Inclusion bodies play a protective, not pathogenic, role in Huntington disease, according to this week's Nature cover study by Steven Finkbeiner, from the Gladstone Institute of Neurological Disease. The paper contributes to an ongoing debate about the role of inclusion bodies—intracellular clumps of mutant huntingtin (Htt) protein—in the pathology of diseases like Huntington's and spinocerebellar ataxia.

Finkbeiner and colleagues at the University of California, San Francisco, used a robotic microscope to track the decline of cultured cells infected with mutant Htt—a line of primary neurons developed in 1998 by Finkbeiner to model Huntington disease. Because the researchers could return to the same cell repeatedly, they were able to track disease progression and closely monitor the factors contributing to a cell's fate.

"It's really the ability to follow a single neuron over its entire lifetime… that helped us piece together the story," Finkbeiner told The Scientist. His group found that cells with multiple inclusion bodies were more likely to survive than those without any. "These clumps, when they form, actually predict better survival, not worse, which is just the opposite of what people had been thinking."

While some scientists have argued that inclusion bodies cause neuronal death, others hold that they are a generic coping mechanism, allowing cells to sequester all the toxic proteins in one place. Still others claim that the formation of inclusion bodies is purely coincidental and unrelated to disease progression.

Finkbeiner and his colleagues wrote in their paper that regardless of the subcellular location of inclusion bodies—whether they formed in the nucleus or the cytoplasm—their presence still increased the chance of cell survival. He told The Scientist that the nucleus is an important site in disease progression, but only for diffuse proteins. He also pointed out that inclusion bodies themselves "are not good in some absolute sense," but are less harmful than the alternative, which is diffuse cytotoxic proteins.

Christopher Ross, director of the neurobiology division in Johns Hopkins University's psychiatry department and long-time polyglutamine disease investigator, told The Scientist that the results are "quite consistent with an emerging idea in the field, that inclusions are an active cellular response to abnormal proteins."

Ross said that one important concept omitted from Finkbeiner's paper is that of the aggresome, a central location in the cell where aberrant proteins that can't be degraded by normal processes are sent for recycling—an idea first proposed by Stanford neurobiologist Ron Kopito in 1998 and consistent with the notion that inclusion bodies are beneficial. "The idea is that that's a cellular protective mechanism," Ross explained. "However, there has been no direct evidence for that idea and certainly nothing as dynamic or elegant as this demonstration in cell culture… What Finkbeiner has done is really proved that the ideas behind that concept are valid."

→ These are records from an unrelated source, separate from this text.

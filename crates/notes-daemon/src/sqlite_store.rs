//! SQLite implementation of `NoteStore`.
//!
//! One table per note kind, named by the kind's `NoteTable`. Timestamps are
//! RFC 3339 text with fixed microsecond precision so they sort as strings;
//! meeting dates are `YYYY-MM-DD`. Meeting notes have no `meeting_date`
//! column at all.
//!
//! Deletes run `DELETE ... WHERE id = ? AND user_id = ? RETURNING id`, so a
//! delete by anyone but the author returns zero rows.

use async_trait::async_trait;
use chrono::{DateTime, NaiveDate, SecondsFormat, SubsecRound, Utc};
use note_sync::store::{CHANGE_FEED_CAPACITY, NewNote, NoteChanges, Result};
use note_sync::{NoteId, NoteKind, NoteStore, NoteTable, PersistedNote, StoreChange, StoreError, UserId};
use rusqlite::types::Type;
use rusqlite::{Connection, OptionalExtension, Row, ToSql, params};
use std::path::Path;
use std::sync::{Mutex, MutexGuard};
use tokio::sync::broadcast;
use tracing::{debug, info};

fn backend(e: rusqlite::Error) -> StoreError {
    StoreError::Backend(e.to_string())
}

fn timestamp(at: DateTime<Utc>) -> String {
    at.to_rfc3339_opts(SecondsFormat::Micros, true)
}

fn conversion(
    column: usize,
    e: impl std::error::Error + Send + Sync + 'static,
) -> rusqlite::Error {
    rusqlite::Error::FromSqlConversionFailure(column, Type::Text, Box::new(e))
}

/// Select list in `row_to_note` order.
fn columns(table: &NoteTable) -> String {
    let date = if table.kind.has_meeting_date() {
        "meeting_date"
    } else {
        "NULL"
    };
    format!(
        "id, {}, user_id, content, {}, created_at, updated_at",
        table.foreign_key, date
    )
}

fn row_to_note(row: &Row<'_>) -> rusqlite::Result<PersistedNote> {
    let id: String = row.get(0)?;
    let meeting_date: Option<String> = row.get(4)?;
    let created_at: String = row.get(5)?;
    let updated_at: String = row.get(6)?;

    Ok(PersistedNote {
        id: id.parse().map_err(|e| conversion(0, e))?,
        entity_id: row.get(1)?,
        user_id: UserId::new(row.get::<_, String>(2)?),
        content: row.get(3)?,
        meeting_date: meeting_date
            .map(|d| d.parse::<NaiveDate>())
            .transpose()
            .map_err(|e| conversion(4, e))?,
        created_at: DateTime::parse_from_rfc3339(&created_at)
            .map_err(|e| conversion(5, e))?
            .with_timezone(&Utc),
        updated_at: DateTime::parse_from_rfc3339(&updated_at)
            .map_err(|e| conversion(6, e))?
            .with_timezone(&Utc),
    })
}

/// Notes in a SQLite database.
pub struct SqliteStore {
    conn: Mutex<Connection>,
    changes: broadcast::Sender<StoreChange>,
}

impl SqliteStore {
    /// Open (or create) the database at `path` and create missing tables.
    pub fn open(path: impl AsRef<Path>) -> Result<Self> {
        let path = path.as_ref();
        if let Some(parent) = path.parent().filter(|p| !p.as_os_str().is_empty()) {
            std::fs::create_dir_all(parent)
                .map_err(|e| StoreError::Unavailable(format!("{}: {}", parent.display(), e)))?;
        }
        let conn = Connection::open(path)
            .map_err(|e| StoreError::Unavailable(format!("{}: {}", path.display(), e)))?;
        info!("Opened note store at {}", path.display());
        Self::with_connection(conn)
    }

    /// Private in-memory database, for tests and throwaway sessions.
    pub fn open_in_memory() -> Result<Self> {
        let conn = Connection::open_in_memory().map_err(backend)?;
        Self::with_connection(conn)
    }

    fn with_connection(conn: Connection) -> Result<Self> {
        for kind in NoteKind::ALL {
            conn.execute_batch(&Self::schema(kind.table()))
                .map_err(backend)?;
        }
        let (changes, _) = broadcast::channel(CHANGE_FEED_CAPACITY);
        Ok(Self {
            conn: Mutex::new(conn),
            changes,
        })
    }

    fn schema(table: &NoteTable) -> String {
        let date = if table.kind.has_meeting_date() {
            "meeting_date TEXT,\n"
        } else {
            ""
        };
        format!(
            "CREATE TABLE IF NOT EXISTS {t} (
                id TEXT PRIMARY KEY,
                {fk} TEXT NOT NULL,
                user_id TEXT NOT NULL,
                content TEXT NOT NULL,
                {date}created_at TEXT NOT NULL,
                updated_at TEXT NOT NULL
            );
            CREATE INDEX IF NOT EXISTS {t}_{fk}_idx ON {t} ({fk}, created_at);",
            t = table.table_name,
            fk = table.foreign_key,
            date = date,
        )
    }

    fn conn(&self) -> MutexGuard<'_, Connection> {
        self.conn.lock().unwrap_or_else(|e| e.into_inner())
    }

    fn publish(&self, change: StoreChange) {
        // No subscribers is fine
        let _ = self.changes.send(change);
    }
}

#[async_trait]
impl NoteStore for SqliteStore {
    async fn insert(&self, table: &'static NoteTable, note: NewNote) -> Result<PersistedNote> {
        // Stored at microsecond precision; keep the returned row identical
        let now = Utc::now().trunc_subsecs(6);
        let row = PersistedNote {
            id: NoteId::new(),
            entity_id: note.entity_id,
            user_id: note.user_id,
            content: note.content,
            meeting_date: note
                .meeting_date
                .filter(|_| table.kind.has_meeting_date()),
            created_at: now,
            updated_at: now,
        };

        let id = row.id.to_string();
        let stamp = timestamp(now);
        let date = row.meeting_date.map(|d| d.to_string());
        let user = row.user_id.as_str();
        let mut values: Vec<&dyn ToSql> = vec![
            &id,
            &row.entity_id,
            &user,
            &row.content,
            &stamp,
            &stamp,
        ];
        let sql = if table.kind.has_meeting_date() {
            values.push(&date);
            format!(
                "INSERT INTO {} (id, {}, user_id, content, created_at, updated_at, meeting_date)
                 VALUES (?1, ?2, ?3, ?4, ?5, ?6, ?7)",
                table.table_name, table.foreign_key
            )
        } else {
            format!(
                "INSERT INTO {} (id, {}, user_id, content, created_at, updated_at)
                 VALUES (?1, ?2, ?3, ?4, ?5, ?6)",
                table.table_name, table.foreign_key
            )
        };
        self.conn()
            .execute(&sql, values.as_slice())
            .map_err(backend)?;
        debug!("Inserted {} into {}", row.id, table.table_name);

        self.publish(StoreChange::Inserted {
            kind: table.kind,
            entity_id: row.entity_id.clone(),
            id: row.id,
        });
        Ok(row)
    }

    async fn update(
        &self,
        table: &'static NoteTable,
        id: NoteId,
        changes: NoteChanges,
    ) -> Result<PersistedNote> {
        let key = id.to_string();
        let stamp = timestamp(Utc::now());
        let date = changes
            .meeting_date
            .filter(|_| table.kind.has_meeting_date())
            .map(|d| d.to_string());
        let user = changes.user_id.as_str().to_string();
        let mut values: Vec<&dyn ToSql> = vec![&key, &user, &changes.content, &stamp];
        let set_date = if table.kind.has_meeting_date() {
            values.push(&date);
            ", meeting_date = ?5"
        } else {
            ""
        };
        let sql = format!(
            "UPDATE {} SET user_id = ?2, content = ?3, updated_at = ?4{} WHERE id = ?1 RETURNING {}",
            table.table_name,
            set_date,
            columns(table)
        );

        let row = self
            .conn()
            .query_row(&sql, values.as_slice(), row_to_note)
            .optional()
            .map_err(backend)?
            .ok_or(StoreError::NotFound(id))?;
        debug!("Updated {} in {}", id, table.table_name);

        self.publish(StoreChange::Updated {
            kind: table.kind,
            entity_id: row.entity_id.clone(),
            id,
        });
        Ok(row)
    }

    async fn get(&self, table: &'static NoteTable, id: NoteId) -> Result<Option<PersistedNote>> {
        let sql = format!(
            "SELECT {} FROM {} WHERE id = ?1",
            columns(table),
            table.table_name
        );
        self.conn()
            .query_row(&sql, params![id.to_string()], row_to_note)
            .optional()
            .map_err(backend)
    }

    async fn list(
        &self,
        table: &'static NoteTable,
        entity_id: &str,
    ) -> Result<Vec<PersistedNote>> {
        let sql = format!(
            "SELECT {} FROM {} WHERE {} = ?1 ORDER BY created_at DESC, rowid DESC",
            columns(table),
            table.table_name,
            table.foreign_key
        );
        let conn = self.conn();
        let mut stmt = conn.prepare(&sql).map_err(backend)?;
        let rows = stmt
            .query_map(params![entity_id], row_to_note)
            .map_err(backend)?;
        rows.collect::<rusqlite::Result<Vec<_>>>().map_err(backend)
    }

    async fn latest(
        &self,
        table: &'static NoteTable,
        entity_id: &str,
    ) -> Result<Option<PersistedNote>> {
        let sql = format!(
            "SELECT {} FROM {} WHERE {} = ?1 ORDER BY created_at DESC, rowid DESC LIMIT 1",
            columns(table),
            table.table_name,
            table.foreign_key
        );
        self.conn()
            .query_row(&sql, params![entity_id], row_to_note)
            .optional()
            .map_err(backend)
    }

    async fn delete_returning(
        &self,
        table: &'static NoteTable,
        id: NoteId,
        caller: &UserId,
    ) -> Result<Vec<NoteId>> {
        let sql = format!(
            "DELETE FROM {} WHERE id = ?1 AND user_id = ?2 RETURNING id, {}",
            table.table_name, table.foreign_key
        );
        let deleted: Vec<(String, String)> = {
            let conn = self.conn();
            let mut stmt = conn.prepare(&sql).map_err(backend)?;
            let rows = stmt
                .query_map(params![id.to_string(), caller.as_str()], |row| {
                    Ok((row.get(0)?, row.get(1)?))
                })
                .map_err(backend)?;
            rows.collect::<rusqlite::Result<Vec<_>>>().map_err(backend)?
        };

        let mut ids = Vec::with_capacity(deleted.len());
        for (deleted_id, entity_id) in deleted {
            let deleted_id: NoteId = deleted_id
                .parse()
                .map_err(|e| StoreError::Backend(format!("{}", e)))?;
            self.publish(StoreChange::Deleted {
                kind: table.kind,
                entity_id,
                id: deleted_id,
            });
            ids.push(deleted_id);
        }
        debug!(
            "Delete of {} by {} removed {} row(s)",
            id,
            caller,
            ids.len()
        );
        Ok(ids)
    }

    fn changes(&self) -> broadcast::Receiver<StoreChange> {
        self.changes.subscribe()
    }
}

In his accompanying News and Views article, University of Minnesota geneticist Harry T. Orr said, "It will… be interesting to see whether the results end the debate on the pathogenic role of inclusion bodies in polyglutamine diseases. If they don't, one wonders what would."

Ross agreed: "This has been an uncertain and controversial area. There has been an emerging idea that inclusions are protective, and this paper really elegantly and conclusively shows that." He said, "It's not surprising, but it's very important not just for Huntington's, but for Alzheimer's and Parkinson's and other neurodegenerative diseases, because I think the aggresome concept is going to be relevant for all of them."

"The burning question now in the field is, what is the molecular species that's toxic?" added Ross. He speculated that small oligomers will eventually be identified as the culprit, but for now, "what this paper will do is lay to rest the inclusion issue and let people focus on the issue of monomers versus oligomers."